Thursday, November 15, 2012
Sean Penn as an aging rock star
An erstwhile rock star who goes by the name Cheyenne has taken up residence in Ireland. Darkly painted finger nails, red lipstick and tumbling Alice Cooper locks make it clear that Cheyenne clings to his renegade image, even though he no longer performs. In case he needed to seem even stranger, Cheyenne speaks with the fey lilt of a fatigued ingenue.
In playing Cheyenne, Sean Penn often extends his lower lip so that he can blow wayward strands of hair off his face, as if trying to puff away the image that has settled over him. As can be the case with faded performers, Cheyenne is unsure he ever deserved big-time recognition in the first place.
Cheyenne is the main character in the odd, sometimes arresting and often wayward movie, This Must Be the Place, and it's no surprise that he's played by Penn, a daring actor who isn't afraid to challenge himself. Penn incorporates the residue of Cheyenne's former excesses -- a typical trio of sex, drugs and rock 'n' roll -- into the character's every breadth, and gives This Must Be the Place its odd centerpiece.
Director Paulo Sorrentino, who co-wrote the screenplay with Umberto Contarello, doesn't seem to be worried about landing on stable turf. He puts the story in motion when Cheyenne visits the U.S. for his estranged father's funeral and then decides to make a road trip to search for the low-level Nazi guard who humiliated his father in Auschwitz.
This journey -- perhaps a way of connecting with the father he hasn't seen in 30 years -- brings Cheyenne into contact with a gruff Nazi hunter (Judd Hirsch), who tries to dissuade him from any mission of revenge. The man who haunted his father's memories hardly rates a tremor on the Nazi Richter scale, says Hirsch's character.
Disregarding such advice, the creatively spent Cheyenne takes to the road, encountering a series of people relevant to his search, including the Nazi's granddaughter (Kerry Condon). These characters turn up like clues scattered across isolated corners of the U.S., giving the movie the flavor of a typical American indie -- only charged with a sense of surrealism. Indie icon Harry Dean Stanton turns up at a restaurant where Cheyenne makes a stop, further establishing the movie's offbeat bona fides.

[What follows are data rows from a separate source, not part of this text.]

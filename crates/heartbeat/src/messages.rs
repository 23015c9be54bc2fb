//! Fixed console lines

/// Printed once before anything else
pub const BANNER: &str = "🚀 Запуск бота...";

/// Sent through the notifier once at startup
pub const STARTUP_MESSAGE: &str = "🤖 Бот запущен на Render и работает 24/7!";

/// Printed once the startup sequence is complete
pub const RUNNING: &str = "✅ Бот работает. Ожидание событий...";

/// Printed once per heartbeat interval
pub const ALIVE: &str = "⏳ Бот жив, работает...";
//! Heartbeat Core - configuration, errors and the notification seam
//!
//! This crate performs no scheduling. Console output goes through [`Console`]
//! so callers can swap stdout for an in-memory sink.

pub mod config;
pub mod console;
pub mod error;
pub mod notify;

pub use config::HeartbeatConfig;
pub use console::Console;
pub use error::{ConfigError, NotifyError};
pub use notify::{ConsoleNotifier, Notifier};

Now and again, Cheyenne calls the wife he has left in Dublin, a down-to-earth woman (Frances McDormand) who works as a firefighter in Dublin, the city where Cheyenne has built the mansion in which he lives a life that seems uneventful to the point of vacancy.
Sorrentino, who demonstrates undeniable visual skill, achieves a sense of weirdness without strain, even making room for a cameo from David Byrne, who plays himself, a still fertile musical talent whose stardom, unlike Cheyenne's, didn't lead to a dead-end.
If This Must Be the Place has a subject, it probably has something to do with the ways in which Cheyenne clings to adolescence, a sad man whose perpetual childhood may spring from futile efforts to win his father's love. Cheyenne has all the money he needs, but his life lacks purpose. Still, he's capable of disarming moments of honesty and insight.
It may not matter precisely what This Must Be The Place has in mind or that Cheyenne's confrontation with an aging Nazi is capped with an image of startling -- if self-conscious -- shame. To be honest, I'm not sure what really matters in a movie that wafts its way through 118, often-bizarre minutes, all the while leaning heavily on Penn's performance.
If you see This Must Be the Place, see it for the strange notes that Sorrentino hits in telling a story that tries to scrape the make-up off Cheyenne and return him to the human race.
Does it?
I'm not sure, but This Must Be the Place stands as one of the year's certifiable cinematic oddities.